* [ACTIVITY]:
Lines from the beginning of the data below through the one containing "pub fn code_str(&self)" are to be printed exactly as they appear.

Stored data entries
________________________

//! Centralized Error Handling Module
//!
//! Error codes follow pattern: CATEGORY_SPECIFIC_ERROR
//! - INPUT_xxx: request validation errors
//! - UPSTREAM_xxx: signal-source errors (non-fatal by design)
//! - NET_xxx: resolver/network errors
//! - API_xxx: API errors

use std::fmt;

/// Application-wide error type.
///
/// Only `InputInvalid`, `ApiRateLimited` and `ApiInternalError` ever reach
/// the HTTP boundary; upstream and resolver failures are folded into
/// reduced confidence instead.
#[derive(Debug)]
pub struct AppError {
    /// Unique error code for logging/monitoring
    pub code: ErrorCode,
    /// Human-readable message
    pub message: String,
    /// Optional underlying error
    pub source: Option<Box<dyn std::error::Error + Send + Sync>>,
}

impl AppError {
    pub fn new(code: ErrorCode, message: impl Into<String>) -> Self {
        Self {
            code,
            message: message.into(),
            source: None,
        }
    }

    pub fn with_source(
        code: ErrorCode,
        message: impl Into<String>,
        source: impl std::error::Error + Send + Sync + 'static,
    ) -> Self {
        Self {
            code,
            message: message.into(),
            source: Some(Box::new(source)),
        }
    }

    /// Get error code as string (for logging)
    pub fn code_str(&self) -> &'static str {
        self.code.as_str()
    }
}

impl fmt::Display for AppError {
    fn fmt(&self, f: &mut fmt::Formatter<'_>) -> fmt::Result {
        write!(f, "[{}] {}", self.code.as_str(), self.message)
    }
}

impl std::error::Error for AppError {
    fn source(&self) -> Option<&(dyn std::error::Error + 'static)> {
        self.source
            .as_ref()
            .map(|e| e.as_ref() as &(dyn std::error::Error + 'static))
    }
}

/// Unique error codes for monitoring
#[derive(Debug, Clone, Copy, PartialEq, Eq)]
pub enum ErrorCode {
    // ============================================
    // Input Errors (4xx)
    // ============================================
    /// Missing, empty or non-string input
    InputInvalid,
    /// Input exceeds the length limit
    InputTooLong,

    // ============================================
    // API Errors
    // ============================================
    /// Rate limit exceeded
    ApiRateLimited,
    /// Internal server error
    ApiInternalError,

    // ============================================
    // Upstream Signal Sources (non-fatal)
    // ============================================
    /// GoPlus unavailable
    GoPlusUnavailable,
    /// DexScreener unavailable
    DexScreenerUnavailable,
    /// Sourcify unavailable
    SourcifyUnavailable,
    /// ENS resolution failed
    EnsResolutionFailed,

    // ============================================
    // Resolver / Network (non-fatal)
    // ============================================
    /// Target resolved to private/reserved address space
    SsrfBlocked,
    /// Upstream request timed out
    NetTimeout,
    /// Hostname did not resolve
    NetDns,

    // ============================================
    // Generic
    // ============================================
    /// Unknown error
    Unknown,
}

impl ErrorCode {
    /// Get string representation of error code
    pub fn as_str(&self) -> &'static str {
        match self {
            Self::InputInvalid => "INPUT_INVALID",
            Self::InputTooLong => "INPUT_TOO_LONG",
            Self::ApiRateLimited => "API_RATE_LIMITED",
            Self::ApiInternalError => "API_INTERNAL_ERROR",
            Self::GoPlusUnavailable => "UPSTREAM_GOPLUS_UNAVAILABLE",
            Self::DexScreenerUnavailable => "UPSTREAM_DEXSCREENER_UNAVAILABLE",
            Self::SourcifyUnavailable => "UPSTREAM_SOURCIFY_UNAVAILABLE",
            Self::EnsResolutionFailed => "UPSTREAM_ENS_RESOLUTION_FAILED",
            Self::SsrfBlocked => "NET_SSRF_BLOCKED",
            Self::NetTimeout => "NET_TIMEOUT",
            Self::NetDns => "NET_DNS",
            Self::Unknown => "UNKNOWN_ERROR",
        }
    }

    /// Get HTTP status code for API responses
    pub fn http_status(&self) -> u16 {
        match self {
            Self::InputInvalid | Self::InputTooLong => 400,
            Self::ApiRateLimited => 429,
            _ => 500,
        }
    }
}

// ============================================
// Convenience constructors
// ============================================

impl AppError {
    /// Missing or empty input
    pub fn invalid_input(msg: impl Into<String>) -> Self {
        Self::new(ErrorCode::InputInvalid, msg)
    }

    /// Input over the length limit
    pub fn input_too_long(limit: usize) -> Self {
        Self::new(
            ErrorCode::InputTooLong,
            format!("Input exceeds maximum length of {} characters", limit),
        )
    }

    /// Rate limit exceeded
    pub fn rate_limited() -> Self {
        Self::new(
            ErrorCode::ApiRateLimited,
            "Too many requests. Please wait a moment and try again",
        )
    }

    /// Internal error with a generic outward message
    pub fn internal(msg: impl Into<String>) -> Self {
        Self::new(ErrorCode::ApiInternalError, msg)
    }
}

// ============================================
// Result type alias
// ============================================

/// Application Result type
pub type AppResult<T> = Result<T, AppError>;

// ============================================
// Conversion from common error types
// ============================================

impl From<eyre::Report> for AppError {
    fn from(err: eyre::Report) -> Self {
        Self::new(ErrorCode::Unknown, err.to_string())
    }
}

impl From<reqwest::Error> for AppError {
    fn from(err: reqwest::Error) -> Self {
        if err.is_timeout() {
            Self::new(ErrorCode::NetTimeout, "Request timeout")
        } else if err.is_connect() {
            Self::new(ErrorCode::NetDns, "Connection failed")
        } else {
            Self::new(ErrorCode::Unknown, err.to_string())
        }
    }
}

impl From<serde_json::Error> for AppError {
    fn from(err: serde_json::Error) -> Self {
        Self::with_source(ErrorCode::Unknown, "JSON parse error", err)
    }
}

#[cfg(test)]
mod tests {
    use super::*;

    #[test]
    fn test_error_codes() {
        let err = AppError::rate_limited();
        assert_eq!(err.code, ErrorCode::ApiRateLimited);
        assert_eq!(err.code_str(), "API_RATE_LIMITED");
    }

    #[test]
    fn test_http_status() {
        assert_eq!(ErrorCode::InputInvalid.http_status(), 400);
        assert_eq!(ErrorCode::InputTooLong.http_status(), 400);
        assert_eq!(ErrorCode::ApiRateLimited.http_status(), 429);
        assert_eq!(ErrorCode::ApiInternalError.http_status(), 500);
    }

    #[test]
    fn test_input_too_long_names_limit() {
        let err = AppError::input_too_long(2000);
        assert!(err.message.contains("2000"));
    }
}
//! Constants Module - Single Source of Truth
//!
//! Chain metadata, explorer URL builders and upstream chain-name mappings
//! used across the scanners. No hardcoded chain data in other modules.

// ============================================
// APPLICATION CONSTANTS
// ============================================

/// Application name
pub const APP_NAME: &str = "SentinelScan";

/// Application version
pub const APP_VERSION: &str = env!("CARGO_PKG_VERSION");

/// User-Agent for outbound HTTP requests
pub const USER_AGENT: &str = "SentinelScan/0.1";

/// Maximum accepted scan input length (characters)
pub const MAX_INPUT_LEN: usize = 2000;

// ============================================
// CHAIN IDS - Single Source of Truth
// ============================================

/// Ethereum Mainnet
pub const CHAIN_ID_ETHEREUM: u64 = 1;
/// BNB Smart Chain
pub const CHAIN_ID_BSC: u64 = 56;
/// Polygon
pub const CHAIN_ID_POLYGON: u64 = 137;
/// Arbitrum One
pub const CHAIN_ID_ARBITRUM: u64 = 42161;
/// Optimism
pub const CHAIN_ID_OPTIMISM: u64 = 10;
/// Avalanche C-Chain
pub const CHAIN_ID_AVALANCHE: u64 = 43114;
/// Base
pub const CHAIN_ID_BASE: u64 = 8453;

/// All supported EVM chain IDs
pub const SUPPORTED_CHAIN_IDS: [u64; 7] = [
    CHAIN_ID_ETHEREUM,
    CHAIN_ID_BSC,
    CHAIN_ID_POLYGON,
    CHAIN_ID_ARBITRUM,
    CHAIN_ID_OPTIMISM,
    CHAIN_ID_AVALANCHE,
    CHAIN_ID_BASE,
];

// ============================================
// CHAIN METADATA
// ============================================

/// Get chain name
pub fn get_chain_name(chain_id: u64) -> &'static str {
    match chain_id {
        CHAIN_ID_ETHEREUM => "Ethereum",
        CHAIN_ID_BSC => "BNB Smart Chain",
        CHAIN_ID_POLYGON => "Polygon",
        CHAIN_ID_ARBITRUM => "Arbitrum One",
        CHAIN_ID_OPTIMISM => "Optimism",
        CHAIN_ID_AVALANCHE => "Avalanche C-Chain",
        CHAIN_ID_BASE => "Base",
        _ => "Unknown",
    }
}

/// Get block explorer base URL
pub fn get_explorer_url(chain_id: u64) -> &'static str {
    match chain_id {
        CHAIN_ID_ETHEREUM => "https://etherscan.io",
        CHAIN_ID_BSC => "https://bscscan.com",
        CHAIN_ID_POLYGON => "https://polygonscan.com",
        CHAIN_ID_ARBITRUM => "https://arbiscan.io",
        CHAIN_ID_OPTIMISM => "https://optimistic.etherscan.io",
        CHAIN_ID_AVALANCHE => "https://snowtrace.io",
        CHAIN_ID_BASE => "https://basescan.org",
        _ => "https://etherscan.io",
    }
}

/// Explorer address page for an EVM chain
pub fn explorer_address_url(chain_id: u64, address: &str) -> String {
    format!("{}/address/{}", get_explorer_url(chain_id), address)
}

/// Explorer transaction page for an EVM chain
pub fn explorer_tx_url(chain_id: u64, tx_hash: &str) -> String {
    format!("{}/tx/{}", get_explorer_url(chain_id), tx_hash)
}

/// Bitcoin explorer address page
pub fn btc_explorer_address_url(address: &str) -> String {
    format!("https://mempool.space/address/{}", address)
}

/// Solana explorer token page
pub fn solana_explorer_token_url(mint: &str) -> String {
    format!("https://solscan.io/token/{}", mint)
}

// ============================================
// DEXSCREENER CHAIN MAPPING
// ============================================

/// Convert DexScreener chain name to numeric chain ID (0 = unrecognized)
pub fn dexscreener_name_to_chain_id(name: &str) -> u64 {
    match name.to_lowercase().as_str() {
        "ethereum" => CHAIN_ID_ETHEREUM,
        "bsc" => CHAIN_ID_BSC,
        "polygon" => CHAIN_ID_POLYGON,
        "arbitrum" => CHAIN_ID_ARBITRUM,
        "optimism" => CHAIN_ID_OPTIMISM,
        "avalanche" => CHAIN_ID_AVALANCHE,
        "base" => CHAIN_ID_BASE,
        _ => 0,
    }
}

// ============================================
// GOPLUS CHAIN MAPPING
// ============================================

/// GoPlus API chain-id path segment for an EVM chain
pub fn goplus_chain_segment(chain_id: u64) -> Option<&'static str> {
    match chain_id {
        CHAIN_ID_ETHEREUM => Some("1"),
        CHAIN_ID_BSC => Some("56"),
        CHAIN_ID_POLYGON => Some("137"),
        CHAIN_ID_ARBITRUM => Some("42161"),
        CHAIN_ID_OPTIMISM => Some("10"),
        CHAIN_ID_AVALANCHE => Some("43114"),
        CHAIN_ID_BASE => Some("8453"),
        _ => None,
    }
}

/// Check if chain ID is supported
#[inline]
pub fn is_chain_supported(chain_id: u64) -> bool {
    SUPPORTED_CHAIN_IDS.contains(&chain_id)
}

________________________

* [SOLUTION]:
//! Centralized Error Handling Module
//!
//! Error codes follow pattern: CATEGORY_SPECIFIC_ERROR
//! - INPUT_xxx: request validation errors
//! - UPSTREAM_xxx: signal-source errors (non-fatal by design)
//! - NET_xxx: resolver/network errors
//! - API_xxx: API errors

use std::fmt;

/// Application-wide error type.
///
/// Only `InputInvalid`, `ApiRateLimited` and `ApiInternalError` ever reach
/// the HTTP boundary; upstream and resolver failures are folded into
/// reduced confidence instead.
#[derive(Debug)]
pub struct AppError {
    /// Unique error code for logging/monitoring
    pub code: ErrorCode,
    /// Human-readable message
    pub message: String,
    /// Optional underlying error
    pub source: Option<Box<dyn std::error::Error + Send + Sync>>,
}

impl AppError {
    pub fn new(code: ErrorCode, message: impl Into<String>) -> Self {
        Self {
            code,
            message: message.into(),
            source: None,
        }
    }

    pub fn with_source(
        code: ErrorCode,
        message: impl Into<String>,
        source: impl std::error::Error + Send + Sync + 'static,
    ) -> Self {
        Self {
            code,
            message: message.into(),
            source: Some(Box::new(source)),
        }
    }

    /// Get error code as string (for logging)
    pub fn code_str(&self) -> &'static str {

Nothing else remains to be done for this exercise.